2, 3, 2, 3, 3, 4, 2, 3, 4, 4, 4, 5, 3, 3, 2, 3, 3, 5, 5, 6, 4, 3, 3, 5, 3, 3, 4, 6, 4, 4, 2, 5, 5, 5, 6, 5, 4, 4, 4, 3, 3, 4, 3, 3, 4, 4, 4, 5, 3, 3, 6, 3, 3, 4, 4, 5, 4, 4, 4, 7, 4, 4, 2, 5, 6, 5, 3, 3, 5, 3, 3, 5, 5, 5, 7, 3, 3, 7, 3, 3, 5, 5, 5, 5, 4, 4, 4, 5, 4, 4, 4, 5, 4, 4, 4, 5, 5, 5, 5, 6, 4, 4, 4, 6, 4

Offset

1,1

Comments

a(n*a(n)+k) <= a(n) for 1<=k<a(n);

a(A106372(n)) = n and a(m) <> n for m < A106372(n);

a(A000225(n)) = 2; a(A032924(n)) = 3 for n <> 5.

Links

Reinhard Zumkeller, Table of n, a(n) for n = 1..10000

Example

n=20: 20[binary]='101001', 20[ternary]='202',
20[base-4]='110', 20[base-5]='40', all containing at least one zero,
but: 20[base-6]='32', containing no zero therefore a(20)=6.

Prog

(Haskell)
a106370 n = f 2 n where
   f b x = g x where
     g 0 = b
     g z = if r == 0 then f (b + 1) n else g z'
           where (z', r) = divMod z b
-- Reinhard Zumkeller, Apr 12 2015

Crossrefs

Cf. A106371.

Cf.

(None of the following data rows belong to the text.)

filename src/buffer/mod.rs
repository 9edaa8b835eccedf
pub mod view;
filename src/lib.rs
//! Softblit is the pixel-level rendering core behind a windowing-toolkit
//! backend: format conversion, SRC-OVER compositing and scaled rectangular
//! blits over caller-owned pixel buffers.
//!
//! # Pipeline overview
//!
//! 1. **Describe**: wrap caller-owned `[u32]` storage in a [`PixelView`] /
//!    [`PixelViewMut`] (stride, offset, extent, [`PixelFormat`])
//! 2. **Resolve**: pick a [`RowMode`] and let the engine resolve format
//!    conversion function pointers once per call ([`RowOp`])
//! 3. **Draw**: [`draw_rect_scaled`] for scaled/blended blits,
//!    [`copy_image`] for plain rectangular copies
//! 4. **Decompose**: large operations are split into disjoint row ranges and
//!    executed on rayon's fork-join scheduler
//!
//! The key design constraints:
//!
//! - **No unsafe**: `unsafe` is forbidden in this crate.
//! - **Caller-owned buffers**: the engine never allocates or frees backing
//!   pixel storage; it is handed views and coordinates.
//! - **Premultiplied ARGB32 canon**: all blending happens in canonical
//!   premultiplied ARGB with one agreed round-half-up rule.
//! - **Deterministic-by-default**: a sequential draw processes rows
//!   top-to-bottom, columns left-to-right; parallel units write disjoint
//!   pixels, so results are byte-identical at any parallelism.
#![forbid(unsafe_code)]

mod buffer;
mod foundation;
mod geom;
mod parallel;
mod pixel;
mod raster;

pub use buffer::view::{PixelView, PixelViewMut};
pub use foundation::error::{BlitError, BlitResult};
pub use geom::rect::Rect;
pub use geom::rotation::{AxisMap, Rotation};
pub use parallel::split::{
    SPLIT_AREA_THRESHOLD, SplitTask, available_parallelism, build_thread_pool, run_rows,
    worth_to_split,
};
pub use pixel::format::{
    ChannelOrder, PixelFn, PixelFormat, from_premul_argb, premultiply_argb, to_premul_argb,
    unpremultiply_argb,
};
pub use raster::copy::copy_image;
pub use raster::row::{RowMode, RowOp, src_over_argb};
pub use raster::scale::{draw_rect_scaled, is_exact_with_closest};
//! Unscaled rectangular copy between two pixel buffers.

use crate::buffer::view::{PixelView, PixelViewMut};
use crate::foundation::error::{BlitError, BlitResult};
use crate::geom::rect::Rect;
use crate::parallel::split::{SPLIT_AREA_THRESHOLD, SplitTask, run_rows};
use crate::raster::row::{RowMode, RowOp};

fn checked_rect(
    x: i32,
    y: i32,
    width: i32,
    height: i32,
    bounds: Rect,
    what: &str,
) -> BlitResult<Rect> {
    let rect = Rect::new(x, y, width, height)?;
    if !bounds.contains_rect(rect) {
        return Err(BlitError::out_of_bounds(format!(
            "{what} rect {rect:?} outside {}x{} buffer",
            bounds.width, bounds.height
        )));
    }
    Ok(rect)
}

/// Copies a `width` x `height` region from `(src_x, src_y)` in `src` to
/// `(dst_x, dst_y)` in `dst`, converting pixel formats when they differ.
///
/// Both regions must lie within their buffers (`OutOfBounds` otherwise); a
/// zero-span region is a no-op. The copy is decomposed across worker threads
/// under the standard split policy and is idempotent: repeating the call
/// yields an identical destination.
#[allow(clippy::too_many_arguments)]
#[tracing::instrument(skip(src, dst))]
pub fn copy_image(
    parallelism: usize,
    src: PixelView<'_>,
    src_x: i32,
    src_y: i32,
    dst: PixelViewMut<'_>,
    dst_x: i32,
    dst_y: i32,
    width: i32,
    height: i32,
) -> BlitResult<()> {
    let src_rect = checked_rect(src_x, src_y, width, height, src.bounds(), "source")?;
    let dst_rect = checked_rect(dst_x, dst_y, width, height, dst.bounds(), "destination")?;
    if src_rect.is_empty() {
        return Ok(());
    }

    let op = RowOp::resolve(src.format(), dst.format(), RowMode::Copy)?;
    let src_region = src.sub_view(src_rect)?;
    let dst_region = dst.sub_view(dst_rect)?;

    let width = src_rect.width as u32;
    let rows = src_rect.height as u32;
    run_rows(
        parallelism,
        SPLIT_AREA_THRESHOLD,
        width,
        dst_region,
        SplitTask::new(0, rows),
        &|mut unit, task| {
            let src = src_region.duplicate();
            for r in 0..task.length {
                let s = src.row(0, task.offset + r, width);
                op.run(s, unit.row_mut(0, r, width))?;
            }
            Ok(())
        },
    )
}
pub mod split;
//! Lightweight views over caller-owned pixel buffers.
//!
//! The backing storage is a plain `[u32]` slice owned entirely outside this
//! crate; views only describe a rectangular window into it (offset, row
//! stride, width, height, format). Read views are `Copy` and
//! [`PixelView::duplicate`] is free, so every parallel split unit can hold its
//! own handle. Mutable views cannot alias: [`PixelViewMut::split_rows`]
//! partitions one view into two views over disjoint row ranges, which is what
//! makes concurrent sub-tasks safe without any locking.
//!
//! Bounds checking happens once at view construction. Per-pixel accessors
//! trust the caller to stay inside the view (clip first); coordinates are
//! debug-asserted only, since these run in the hot loops.

use crate::foundation::error::{BlitError, BlitResult};
use crate::geom::rect::Rect;
use crate::pixel::format::PixelFormat;

fn required_len(offset: usize, stride: usize, width: u32, height: u32) -> BlitResult<usize> {
    if height == 0 || width == 0 {
        return Ok(offset);
    }
    let last_row = (height as usize - 1)
        .checked_mul(stride)
        .and_then(|v| v.checked_add(offset))
        .ok_or_else(|| BlitError::validation("view extent overflows"))?;
    last_row
        .checked_add(width as usize)
        .ok_or_else(|| BlitError::validation("view extent overflows"))
}

fn check_layout(
    len: usize,
    offset: usize,
    stride: usize,
    width: u32,
    height: u32,
    format: PixelFormat,
) -> BlitResult<()> {
    format.validate()?;
    if stride < width as usize {
        return Err(BlitError::validation(format!(
            "stride {stride} is smaller than width {width}"
        )));
    }
    let required = required_len(offset, stride, width, height)?;
    if required > len {
        return Err(BlitError::out_of_bounds(format!(
            "view needs {required} pixels, backing buffer holds {len}"
        )));
    }
    Ok(())
}

fn check_sub_rect(rect: Rect, width: u32, height: u32) -> BlitResult<()> {
    if rect.width < 0 || rect.height < 0 {
        return Err(BlitError::validation("sub-view spans must be non-negative"));
    }
    if rect.x < 0 || rect.y < 0 || rect.right() > width as i32 || rect.bottom() > height as i32 {
        return Err(BlitError::out_of_bounds(format!(
            "sub-view {rect:?} outside {width}x{height} view"
        )));
    }
    Ok(())
}

/// Read-only view of a rectangular region of a pixel buffer.
#[derive(Clone, Copy)]
pub struct PixelView<'a> {
    data: &'a [u32],
    offset: usize,
    stride: usize,
    width: u32,
    height: u32,
    format: PixelFormat,
}

impl<'a> PixelView<'a> {
    /// View over `data` starting at its first element.
    pub fn new(
        data: &'a [u32],
        stride: usize,
        width: u32,
        height: u32,
        format: PixelFormat,
    ) -> BlitResult<Self> {
        Self::with_offset(data, 0, stride, width, height, format)
    }

    /// View whose top-left pixel sits at `data[offset]`.
    pub fn with_offset(
        data: &'a [u32],
        offset: usize,
        stride: usize,
        width: u32,
        height: u32,
        format: PixelFormat,
    ) -> BlitResult<Self> {
        check_layout(data.len(), offset, stride, width, height, format)?;
        Ok(Self {
            data,
            offset,
            stride,
            width,
            height,
            format,
        })
    }

    pub fn width(&self) -> u32 {
        self.width
    }

    pub fn height(&self) -> u32 {
        self.height
    }

    pub fn stride(&self) -> usize {
        self.stride
    }

    pub fn format(&self) -> PixelFormat {
        self.format
    }

    /// Bounds of this view as a rectangle at the origin.
    pub fn bounds(&self) -> Rect {
        Rect {
            x: 0,
            y: 0,
            width: self.width as i32,
            height: self.height as i32,
        }
    }

    fn index(&self, x: u32, y: u32) -> usize {
        self.offset + y as usize * self.stride + x as usize
    }

    /// Reads the pixel at `(x, y)`. The caller must keep coordinates inside
    /// the view.
    pub fn get(&self, x: u32, y: u32) -> u32 {
        debug_assert!(x < self.width && y < self.height);
        self.data[self.index(x, y)]
    }

    /// Read-only slice of `len` pixels starting at `(x, y)`.
    pub fn row(&self, x: u32, y: u32, len: u32) -> &'a [u32] {
        debug_assert!(x + len <= self.width && y < self.height);
        let start = self.index(x, y);
        &self.data[start..start + len as usize]
    }

    /// Independent view over the same backing storage. Cheap; call before
    /// handing the view to another parallel task.
    pub fn duplicate(&self) -> PixelView<'a> {
        *self
    }

    /// View of `rect` within this view; `rect` is relative to this view's
    /// origin.
    pub fn sub_view(&self, rect: Rect) -> BlitResult<PixelView<'a>> {
        check_sub_rect(rect, self.width, self.height)?;
        Ok(PixelView {
            data: self.data,
            offset: self.offset
                + rect.y as usize * self.stride
                + rect.x as usize,
            stride: self.stride,
            width: rect.width as u32,
            height: rect.height as u32,
            format: self.format,
        })
    }
}

/// Mutable view of a rectangular region of a pixel buffer.
pub struct PixelViewMut<'a> {
    data: &'a mut [u32],
    offset: usize,
    stride: usize,
    width: u32,
    height: u32,
    format: PixelFormat,
}

impl<'a> PixelViewMut<'a> {
    /// Mutable view over `data` starting at its first element.
    pub fn new(
        data: &'a mut [u32],
        stride: usize,
        width: u32,
        height: u32,
        format: PixelFormat,
    ) -> BlitResult<Self> {
        Self::with_offset(data, 0, stride, width, height, format)
    }

    /// Mutable view whose top-left pixel sits at `data[offset]`.
    pub fn with_offset(
        data: &'a mut [u32],
        offset: usize,
        stride: usize,
        width: u32,
        height: u32,
        format: PixelFormat,
    ) -> BlitResult<Self> {
        check_layout(data.len(), offset, stride, width, height, format)?;
        Ok(Self {
            data,
            offset,
            stride,
            width,
            height,
            format,
        })
    }

    pub fn width(&self) -> u32 {
        self.width
    }

    pub fn height(&self) -> u32 {
        self.height
    }

    pub fn stride(&self) -> usize {
        self.stride
    }

    pub fn format(&self) -> PixelFormat {
        self.format
    }

    /// Bounds of this view as a rectangle at the origin.
    pub fn bounds(&self) -> Rect {
        Rect {
            x: 0,
            y: 0,
            width: self.width as i32,
            height: self.height as i32,
        }
    }

    fn index(&self, x: u32, y: u32) -> usize {
        self.offset + y as usize * self.stride + x as usize
    }

    /// Reads the pixel at `(x, y)`. The caller must keep coordinates inside
    /// the view.
    pub fn get(&self, x: u32, y: u32) -> u32 {
        debug_assert!(x < self.width && y < self.height);
        self.data[self.index(x, y)]
    }

    /// Writes the pixel at `(x, y)`. The caller must keep coordinates inside
    /// the view.
    pub fn set(&mut self, x: u32, y: u32, pixel: u32) {
        debug_assert!(x < self.width && y < self.height);
        let idx = self.index(x, y);
        self.data[idx] = pixel;
    }

    /// Mutable slice of `len` pixels starting at `(x, y)`.
    pub fn row_mut(&mut self, x: u32, y: u32, len: u32) -> &mut [u32] {
        debug_assert!(x + len <= self.width && y < self.height);
        let start = self.index(x, y);
        &mut self.data[start..start + len as usize]
    }

    /// Shorter-lived mutable view over the same region.
    pub fn reborrow(&mut self) -> PixelViewMut<'_> {
        PixelViewMut {
            data: self.data,
            offset: self.offset,
            stride: self.stride,
            width: self.width,
            height: self.height,
            format: self.format,
        }
    }

    /// Read-only view over the same region.
    pub fn as_view(&self) -> PixelView<'_> {
        PixelView {
            data: self.data,
            offset: self.offset,
            stride: self.stride,
            width: self.width,
            height: self.height,
            format: self.format,
        }
    }

    /// Mutable view of `rect` within this view; `rect` is relative to this
    /// view's origin. Consumes the view so the result keeps the full
    /// lifetime.
    pub fn sub_view(self, rect: Rect) -> BlitResult<PixelViewMut<'a>> {
        check_sub_rect(rect, self.width, self.height)?;
        Ok(PixelViewMut {
            data: self.data,
            offset: self.offset
                + rect.y as usize * self.stride
                + rect.x as usize,
            stride: self.stride,
            width: rect.width as u32,
            height: rect.height as u32,
            format: self.format,
        })
    }

    /// Partitions this view into rows `[0, at)` and `[at, height)`.
    ///
    /// The two views reference disjoint regions of the backing buffer, so
    /// they can be written concurrently by independent split units. `at` is
    /// clamped to `0..=height`; either half may come out empty.
    pub fn split_rows(self, at: u32) -> (PixelViewMut<'a>, PixelViewMut<'a>) {
        let at = at.min(self.height);
        let cut = (self.offset + at as usize * self.stride).min(self.data.len());
        let (head, tail) = self.data.split_at_mut(cut);
        let top = PixelViewMut {
            data: head,
            offset: self.offset,
            stride: self.stride,
            width: self.width,
            height: at,
            format: self.format,
        };
        let bottom = PixelViewMut {
            data: tail,
            offset: 0,
            stride: self.stride,
            width: self.width,
            height: self.height - at,
            format: self.format,
        };
        (top, bottom)
    }
}
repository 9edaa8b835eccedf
pub(crate) fn mul_div255_u16(x: u16, y: u16) -> u16 {
    (((u32::from(x) * u32::from(y)) + 127) / 255) as u16
}

pub(crate) fn mul_div255_u8(x: u16, y: u16) -> u8 {
    mul_div255_u16(x, y) as u8
}

/// Inverse of premultiplication for one channel: scales `c` back up by
/// `255 / a`, rounding half up. `a == 0` means fully transparent and the
/// channel is forced to 0.
pub(crate) fn unmul_div255_u8(c: u8, a: u8) -> u8 {
    if a == 0 {
        return 0;
    }
    let v = (u32::from(c) * 255 + u32::from(a) / 2) / u32::from(a);
    v.min(255) as u8
}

A000225, A032924, A106372, A119352.

Sequence in context: A137467 A261461 A078627 * A128630 A273040 A319982

Adjacent sequences: A106367 A106368 A106369 * A106371 A106372 A106373

Keyword

nonn,base

Author

Reinhard Zumkeller, May 01 2005

Extensions

Typo in comment fixed by Reinhard Zumkeller, Aug 06 2010

Status

approved